» EXERCISE DETAILS:
From the very first line down to the line containing "mod containment;", write out the material exactly as it appears, and no more.

» EXTRACTED DATA:
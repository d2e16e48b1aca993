//! Persistent contact manifolds.

pub use self::contact::{
    Contact, ContactCandidates, ContactId, ContactOrigin, ContactSupplement, TrackedContact,
};
pub use self::contact_store::ContactStore;
pub use self::containment::{ContainmentState, ContainmentTracker};
pub use self::mesh_convex::{MeshConvexContactManifold, TriangleContactGenerator};

mod contact;
mod contact_store;
mod containment;
mod mesh_convex;
use crate::bounding_volume::Aabb;
use crate::math::{Isometry, Real};

/// The capabilities a convex collidable's shape must expose to the
/// narrow phase.
///
/// Implementations must be readable concurrently: all methods take `&self`
/// and several manifolds may query the same shape from different worker
/// threads during a step.
pub trait ConvexShape {
    /// Computes the AABB of this shape transformed by `pos`.
    fn compute_aabb(&self, pos: &Isometry<Real>) -> Aabb;

    /// The radius of the largest sphere centered at the shape's local origin
    /// and fully contained by the shape.
    ///
    /// Used to compensate penetration depths measured from the shape's
    /// center rather than its surface.
    fn min_bounding_radius(&self) -> Real;
}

» WRITTEN REPLY:
repository d2e16e48b1aca993
//! Persistent contact manifolds.

pub use self::contact::{
    Contact, ContactCandidates, ContactId, ContactOrigin, ContactSupplement, TrackedContact,
};
pub use self::contact_store::ContactStore;
pub use self::containment::{ContainmentState, ContainmentTracker};
pub use self::mesh_convex::{MeshConvexContactManifold, TriangleContactGenerator};

mod contact;
mod contact_store;
mod containment;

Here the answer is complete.